■ **Your assignment**: Look through the records below and collect all lines that hold the string "WorkerShouldExit".

[Opening Source information section]

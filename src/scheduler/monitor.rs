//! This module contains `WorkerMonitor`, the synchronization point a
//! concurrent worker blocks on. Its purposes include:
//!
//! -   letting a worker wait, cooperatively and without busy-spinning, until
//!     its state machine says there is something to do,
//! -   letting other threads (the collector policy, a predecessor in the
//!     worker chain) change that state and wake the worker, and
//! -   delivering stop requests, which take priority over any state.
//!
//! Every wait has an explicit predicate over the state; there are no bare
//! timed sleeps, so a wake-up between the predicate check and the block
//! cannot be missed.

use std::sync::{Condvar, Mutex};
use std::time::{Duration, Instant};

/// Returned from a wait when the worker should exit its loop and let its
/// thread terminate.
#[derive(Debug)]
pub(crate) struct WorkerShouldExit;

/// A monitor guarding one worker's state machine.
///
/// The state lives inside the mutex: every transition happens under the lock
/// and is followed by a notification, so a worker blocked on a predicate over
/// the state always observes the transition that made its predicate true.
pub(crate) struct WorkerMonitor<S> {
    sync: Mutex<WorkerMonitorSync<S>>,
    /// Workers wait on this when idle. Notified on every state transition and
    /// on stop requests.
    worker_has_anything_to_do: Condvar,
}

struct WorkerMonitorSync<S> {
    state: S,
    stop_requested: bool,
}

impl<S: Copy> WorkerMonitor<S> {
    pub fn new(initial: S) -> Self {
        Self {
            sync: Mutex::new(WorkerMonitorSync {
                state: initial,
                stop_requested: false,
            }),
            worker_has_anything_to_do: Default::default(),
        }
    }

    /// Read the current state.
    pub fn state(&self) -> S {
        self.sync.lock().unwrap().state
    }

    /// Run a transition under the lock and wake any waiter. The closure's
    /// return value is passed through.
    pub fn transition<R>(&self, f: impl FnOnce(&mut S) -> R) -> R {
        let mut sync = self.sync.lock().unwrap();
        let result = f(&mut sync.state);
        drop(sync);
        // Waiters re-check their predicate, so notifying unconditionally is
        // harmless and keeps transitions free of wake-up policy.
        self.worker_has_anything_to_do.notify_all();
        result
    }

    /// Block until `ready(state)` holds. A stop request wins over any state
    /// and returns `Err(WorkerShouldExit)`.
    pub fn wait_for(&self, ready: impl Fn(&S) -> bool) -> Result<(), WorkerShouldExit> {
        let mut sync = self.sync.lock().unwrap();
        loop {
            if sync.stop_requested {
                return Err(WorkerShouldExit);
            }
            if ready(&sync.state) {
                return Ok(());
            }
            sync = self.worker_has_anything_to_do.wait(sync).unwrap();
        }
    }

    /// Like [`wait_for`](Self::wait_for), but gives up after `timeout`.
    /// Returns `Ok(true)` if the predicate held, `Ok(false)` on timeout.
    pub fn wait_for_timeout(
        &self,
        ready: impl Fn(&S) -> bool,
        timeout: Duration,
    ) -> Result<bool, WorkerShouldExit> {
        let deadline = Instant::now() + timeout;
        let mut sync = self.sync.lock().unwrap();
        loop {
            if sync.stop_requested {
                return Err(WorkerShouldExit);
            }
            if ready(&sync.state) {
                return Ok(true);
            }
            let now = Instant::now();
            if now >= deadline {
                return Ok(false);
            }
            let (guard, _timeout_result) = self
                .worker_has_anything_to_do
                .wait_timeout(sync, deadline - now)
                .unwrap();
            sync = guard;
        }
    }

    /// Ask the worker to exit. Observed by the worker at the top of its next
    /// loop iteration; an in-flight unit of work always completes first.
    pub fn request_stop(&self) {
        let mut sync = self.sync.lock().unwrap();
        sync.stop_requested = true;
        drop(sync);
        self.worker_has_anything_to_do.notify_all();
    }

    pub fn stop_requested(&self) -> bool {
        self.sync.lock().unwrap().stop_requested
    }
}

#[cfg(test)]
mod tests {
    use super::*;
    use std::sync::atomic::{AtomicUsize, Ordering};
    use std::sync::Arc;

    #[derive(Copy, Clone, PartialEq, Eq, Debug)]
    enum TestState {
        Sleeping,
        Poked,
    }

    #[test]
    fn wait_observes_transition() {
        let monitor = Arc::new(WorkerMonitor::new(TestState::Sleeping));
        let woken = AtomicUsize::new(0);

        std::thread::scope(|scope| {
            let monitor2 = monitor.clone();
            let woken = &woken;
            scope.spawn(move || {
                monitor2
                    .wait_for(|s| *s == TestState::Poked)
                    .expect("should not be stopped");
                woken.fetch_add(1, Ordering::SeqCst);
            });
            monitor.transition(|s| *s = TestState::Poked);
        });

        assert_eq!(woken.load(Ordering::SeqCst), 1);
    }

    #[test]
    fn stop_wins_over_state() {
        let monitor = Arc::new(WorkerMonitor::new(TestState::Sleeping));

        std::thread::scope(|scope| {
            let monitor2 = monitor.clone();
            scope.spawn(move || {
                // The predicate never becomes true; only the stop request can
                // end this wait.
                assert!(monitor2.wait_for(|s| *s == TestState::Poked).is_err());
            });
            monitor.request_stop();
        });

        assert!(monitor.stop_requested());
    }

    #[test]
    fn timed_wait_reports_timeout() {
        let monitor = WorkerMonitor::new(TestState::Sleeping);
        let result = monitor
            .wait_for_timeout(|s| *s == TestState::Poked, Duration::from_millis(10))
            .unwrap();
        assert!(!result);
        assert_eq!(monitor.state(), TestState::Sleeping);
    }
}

[Closing Source information section]
[Opening Source information section]

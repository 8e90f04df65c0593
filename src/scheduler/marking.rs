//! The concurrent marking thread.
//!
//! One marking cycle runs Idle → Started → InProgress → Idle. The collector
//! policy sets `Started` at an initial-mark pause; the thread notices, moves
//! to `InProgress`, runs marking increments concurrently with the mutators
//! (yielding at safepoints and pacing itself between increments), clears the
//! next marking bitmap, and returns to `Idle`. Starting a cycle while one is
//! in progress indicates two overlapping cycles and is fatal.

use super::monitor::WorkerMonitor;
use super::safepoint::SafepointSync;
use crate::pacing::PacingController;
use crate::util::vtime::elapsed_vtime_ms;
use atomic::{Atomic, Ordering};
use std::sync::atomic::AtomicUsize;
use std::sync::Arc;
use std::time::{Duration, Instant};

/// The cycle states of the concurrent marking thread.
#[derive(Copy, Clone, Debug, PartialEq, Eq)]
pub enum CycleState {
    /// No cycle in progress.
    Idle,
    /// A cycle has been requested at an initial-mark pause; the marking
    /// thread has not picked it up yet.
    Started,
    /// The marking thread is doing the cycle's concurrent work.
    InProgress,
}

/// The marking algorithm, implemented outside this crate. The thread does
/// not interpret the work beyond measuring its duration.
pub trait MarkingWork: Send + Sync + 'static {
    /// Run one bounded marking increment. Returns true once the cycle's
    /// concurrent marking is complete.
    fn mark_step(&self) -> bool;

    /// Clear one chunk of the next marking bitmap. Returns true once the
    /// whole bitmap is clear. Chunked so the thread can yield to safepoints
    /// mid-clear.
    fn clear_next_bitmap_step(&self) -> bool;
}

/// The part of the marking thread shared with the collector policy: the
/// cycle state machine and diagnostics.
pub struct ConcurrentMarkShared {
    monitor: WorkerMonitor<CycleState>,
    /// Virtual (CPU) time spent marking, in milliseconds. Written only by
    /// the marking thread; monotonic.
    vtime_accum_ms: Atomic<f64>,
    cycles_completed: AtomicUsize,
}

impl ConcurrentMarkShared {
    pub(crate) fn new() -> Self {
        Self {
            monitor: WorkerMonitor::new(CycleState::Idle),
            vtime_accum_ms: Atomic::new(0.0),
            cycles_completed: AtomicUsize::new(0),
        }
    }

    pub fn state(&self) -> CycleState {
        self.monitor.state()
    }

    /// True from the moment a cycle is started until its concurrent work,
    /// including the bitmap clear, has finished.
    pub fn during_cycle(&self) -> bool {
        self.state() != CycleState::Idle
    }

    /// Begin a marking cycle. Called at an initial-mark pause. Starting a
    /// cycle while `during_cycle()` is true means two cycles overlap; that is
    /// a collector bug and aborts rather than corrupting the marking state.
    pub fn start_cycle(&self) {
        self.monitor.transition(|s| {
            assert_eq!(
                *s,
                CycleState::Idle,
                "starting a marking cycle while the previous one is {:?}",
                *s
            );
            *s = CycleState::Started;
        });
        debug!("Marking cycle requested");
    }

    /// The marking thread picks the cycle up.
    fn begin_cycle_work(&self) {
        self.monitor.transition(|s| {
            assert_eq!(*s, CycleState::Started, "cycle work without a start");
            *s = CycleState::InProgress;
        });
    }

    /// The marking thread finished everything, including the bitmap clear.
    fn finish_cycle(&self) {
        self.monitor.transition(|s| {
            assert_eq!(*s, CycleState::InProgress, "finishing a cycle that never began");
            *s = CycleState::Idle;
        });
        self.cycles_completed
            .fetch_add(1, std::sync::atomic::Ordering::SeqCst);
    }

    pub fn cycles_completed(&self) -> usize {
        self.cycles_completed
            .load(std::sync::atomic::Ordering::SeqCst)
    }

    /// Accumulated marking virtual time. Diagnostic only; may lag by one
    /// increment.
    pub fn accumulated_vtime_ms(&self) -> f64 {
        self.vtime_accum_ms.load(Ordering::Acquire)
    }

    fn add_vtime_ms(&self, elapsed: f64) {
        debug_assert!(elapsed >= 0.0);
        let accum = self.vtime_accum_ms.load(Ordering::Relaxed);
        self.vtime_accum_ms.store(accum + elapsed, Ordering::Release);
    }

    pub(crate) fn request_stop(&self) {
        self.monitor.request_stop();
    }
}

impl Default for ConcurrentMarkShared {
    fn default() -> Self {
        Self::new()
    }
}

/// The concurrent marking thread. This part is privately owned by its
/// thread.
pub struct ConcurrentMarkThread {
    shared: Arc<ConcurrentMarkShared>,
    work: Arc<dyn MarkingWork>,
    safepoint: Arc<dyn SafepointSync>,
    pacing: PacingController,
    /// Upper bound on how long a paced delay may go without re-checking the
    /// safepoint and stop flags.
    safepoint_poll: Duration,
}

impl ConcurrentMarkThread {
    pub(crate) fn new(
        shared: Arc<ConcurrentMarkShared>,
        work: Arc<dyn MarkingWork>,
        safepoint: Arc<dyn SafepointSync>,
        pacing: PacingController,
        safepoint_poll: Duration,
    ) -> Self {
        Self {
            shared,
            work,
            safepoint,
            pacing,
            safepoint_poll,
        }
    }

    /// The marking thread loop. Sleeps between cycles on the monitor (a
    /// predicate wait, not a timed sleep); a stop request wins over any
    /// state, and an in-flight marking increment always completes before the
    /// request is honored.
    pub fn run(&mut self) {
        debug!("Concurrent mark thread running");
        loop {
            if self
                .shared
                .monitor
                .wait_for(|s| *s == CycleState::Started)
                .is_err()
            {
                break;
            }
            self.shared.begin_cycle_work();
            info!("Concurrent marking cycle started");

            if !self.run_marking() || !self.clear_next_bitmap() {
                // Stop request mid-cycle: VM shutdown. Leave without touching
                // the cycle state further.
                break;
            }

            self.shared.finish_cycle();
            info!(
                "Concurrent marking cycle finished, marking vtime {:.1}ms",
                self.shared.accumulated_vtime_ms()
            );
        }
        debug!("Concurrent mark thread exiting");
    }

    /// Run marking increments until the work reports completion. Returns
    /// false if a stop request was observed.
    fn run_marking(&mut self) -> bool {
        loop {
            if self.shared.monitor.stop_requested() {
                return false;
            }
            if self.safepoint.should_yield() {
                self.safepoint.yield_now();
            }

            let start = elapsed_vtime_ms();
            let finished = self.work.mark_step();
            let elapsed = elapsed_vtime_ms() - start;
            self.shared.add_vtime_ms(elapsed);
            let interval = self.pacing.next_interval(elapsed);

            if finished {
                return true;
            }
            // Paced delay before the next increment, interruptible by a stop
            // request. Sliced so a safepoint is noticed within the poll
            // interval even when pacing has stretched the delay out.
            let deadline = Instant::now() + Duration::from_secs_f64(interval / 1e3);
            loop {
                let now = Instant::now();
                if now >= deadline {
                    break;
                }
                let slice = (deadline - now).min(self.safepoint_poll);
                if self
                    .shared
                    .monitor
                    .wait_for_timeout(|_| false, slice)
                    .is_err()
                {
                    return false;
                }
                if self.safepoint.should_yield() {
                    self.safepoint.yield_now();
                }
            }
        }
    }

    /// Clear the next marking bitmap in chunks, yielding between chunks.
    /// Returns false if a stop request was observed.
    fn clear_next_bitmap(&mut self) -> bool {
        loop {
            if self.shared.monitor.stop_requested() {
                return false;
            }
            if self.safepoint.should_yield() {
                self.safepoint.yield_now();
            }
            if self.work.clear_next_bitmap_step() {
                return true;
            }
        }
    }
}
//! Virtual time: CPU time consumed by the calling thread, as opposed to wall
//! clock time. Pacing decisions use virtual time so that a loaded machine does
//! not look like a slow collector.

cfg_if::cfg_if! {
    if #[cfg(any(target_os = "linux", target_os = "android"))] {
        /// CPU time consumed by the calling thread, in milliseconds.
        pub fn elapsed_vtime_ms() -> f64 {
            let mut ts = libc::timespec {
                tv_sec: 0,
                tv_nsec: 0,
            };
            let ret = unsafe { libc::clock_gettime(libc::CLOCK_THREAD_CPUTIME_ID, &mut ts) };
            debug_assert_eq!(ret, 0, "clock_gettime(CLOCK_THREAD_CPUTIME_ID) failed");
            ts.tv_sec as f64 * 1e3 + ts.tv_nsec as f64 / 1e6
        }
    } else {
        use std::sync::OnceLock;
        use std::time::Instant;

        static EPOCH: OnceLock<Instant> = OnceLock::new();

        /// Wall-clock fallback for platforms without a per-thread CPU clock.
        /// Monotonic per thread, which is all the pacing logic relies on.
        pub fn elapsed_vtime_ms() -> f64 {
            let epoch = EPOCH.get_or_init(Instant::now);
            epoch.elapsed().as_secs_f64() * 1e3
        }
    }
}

[Closing Source information section]
[Opening Source information section]

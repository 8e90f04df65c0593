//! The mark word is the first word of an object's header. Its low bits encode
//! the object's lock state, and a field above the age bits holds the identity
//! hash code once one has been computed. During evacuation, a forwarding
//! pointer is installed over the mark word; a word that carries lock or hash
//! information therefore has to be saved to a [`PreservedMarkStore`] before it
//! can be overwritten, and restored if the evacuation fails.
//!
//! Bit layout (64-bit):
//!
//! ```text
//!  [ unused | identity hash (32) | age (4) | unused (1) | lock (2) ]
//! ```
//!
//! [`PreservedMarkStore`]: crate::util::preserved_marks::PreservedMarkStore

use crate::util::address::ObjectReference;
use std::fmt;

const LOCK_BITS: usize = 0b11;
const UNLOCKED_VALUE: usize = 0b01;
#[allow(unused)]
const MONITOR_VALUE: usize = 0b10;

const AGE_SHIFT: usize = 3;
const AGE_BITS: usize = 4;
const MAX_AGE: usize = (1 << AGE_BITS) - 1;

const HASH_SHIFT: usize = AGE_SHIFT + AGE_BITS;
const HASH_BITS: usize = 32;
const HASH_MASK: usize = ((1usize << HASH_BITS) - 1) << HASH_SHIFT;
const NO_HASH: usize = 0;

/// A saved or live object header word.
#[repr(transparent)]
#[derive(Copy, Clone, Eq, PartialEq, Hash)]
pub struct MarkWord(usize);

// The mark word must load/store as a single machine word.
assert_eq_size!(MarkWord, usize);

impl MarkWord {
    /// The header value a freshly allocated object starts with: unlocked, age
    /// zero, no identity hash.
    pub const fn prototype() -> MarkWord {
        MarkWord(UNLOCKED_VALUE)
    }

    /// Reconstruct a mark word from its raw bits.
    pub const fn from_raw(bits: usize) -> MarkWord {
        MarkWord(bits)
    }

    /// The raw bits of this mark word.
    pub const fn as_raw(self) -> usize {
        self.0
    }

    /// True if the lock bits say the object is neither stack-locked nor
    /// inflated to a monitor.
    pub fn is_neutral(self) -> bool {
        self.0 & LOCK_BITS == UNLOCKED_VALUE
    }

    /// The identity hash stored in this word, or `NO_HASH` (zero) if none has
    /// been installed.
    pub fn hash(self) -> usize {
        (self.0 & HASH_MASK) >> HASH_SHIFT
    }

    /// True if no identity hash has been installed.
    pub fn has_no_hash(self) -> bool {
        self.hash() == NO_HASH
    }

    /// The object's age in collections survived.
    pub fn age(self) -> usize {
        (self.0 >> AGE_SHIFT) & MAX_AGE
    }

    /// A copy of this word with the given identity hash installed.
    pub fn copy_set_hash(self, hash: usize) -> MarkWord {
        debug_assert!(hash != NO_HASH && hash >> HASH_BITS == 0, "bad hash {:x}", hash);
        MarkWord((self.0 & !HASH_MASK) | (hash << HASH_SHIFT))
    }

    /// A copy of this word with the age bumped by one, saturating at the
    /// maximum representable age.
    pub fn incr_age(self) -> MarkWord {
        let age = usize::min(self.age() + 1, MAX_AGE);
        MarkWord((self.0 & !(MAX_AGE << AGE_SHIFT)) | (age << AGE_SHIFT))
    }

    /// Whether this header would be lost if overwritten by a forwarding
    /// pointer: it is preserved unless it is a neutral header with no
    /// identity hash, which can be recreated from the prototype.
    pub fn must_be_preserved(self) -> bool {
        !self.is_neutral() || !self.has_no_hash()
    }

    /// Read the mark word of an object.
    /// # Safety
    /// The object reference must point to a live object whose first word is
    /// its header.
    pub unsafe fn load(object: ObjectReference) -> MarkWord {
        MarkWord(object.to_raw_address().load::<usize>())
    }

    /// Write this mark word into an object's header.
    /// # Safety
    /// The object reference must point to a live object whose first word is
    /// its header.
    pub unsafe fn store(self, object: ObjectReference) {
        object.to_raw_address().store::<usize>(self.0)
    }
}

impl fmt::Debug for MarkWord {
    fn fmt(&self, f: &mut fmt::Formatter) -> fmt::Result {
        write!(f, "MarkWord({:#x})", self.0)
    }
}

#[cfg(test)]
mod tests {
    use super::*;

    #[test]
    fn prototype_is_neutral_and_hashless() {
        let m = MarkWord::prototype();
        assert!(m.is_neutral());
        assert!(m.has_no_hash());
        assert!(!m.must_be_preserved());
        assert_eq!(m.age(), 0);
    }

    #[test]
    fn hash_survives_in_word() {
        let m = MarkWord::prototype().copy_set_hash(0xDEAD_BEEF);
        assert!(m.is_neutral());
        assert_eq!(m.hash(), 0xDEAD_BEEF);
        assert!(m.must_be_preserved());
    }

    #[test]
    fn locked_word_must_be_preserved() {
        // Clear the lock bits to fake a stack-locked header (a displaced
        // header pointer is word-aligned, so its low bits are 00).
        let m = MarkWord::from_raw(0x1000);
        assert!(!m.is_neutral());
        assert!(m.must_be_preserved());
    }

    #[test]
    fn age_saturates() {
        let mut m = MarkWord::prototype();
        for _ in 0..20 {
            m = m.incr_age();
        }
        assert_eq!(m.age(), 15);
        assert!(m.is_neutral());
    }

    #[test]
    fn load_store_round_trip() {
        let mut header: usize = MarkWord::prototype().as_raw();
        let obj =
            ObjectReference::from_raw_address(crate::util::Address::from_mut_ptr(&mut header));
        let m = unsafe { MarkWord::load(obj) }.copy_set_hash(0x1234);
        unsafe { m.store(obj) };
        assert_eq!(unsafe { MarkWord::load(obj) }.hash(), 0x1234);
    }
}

[Closing Source information section]

■ **Solution to this problem**:
pub(crate) struct WorkerShouldExit;
    /// and returns `Err(WorkerShouldExit)`.
    pub fn wait_for(&self, ready: impl Fn(&S) -> bool) -> Result<(), WorkerShouldExit> {
                return Err(WorkerShouldExit);
    ) -> Result<bool, WorkerShouldExit> {
                return Err(WorkerShouldExit);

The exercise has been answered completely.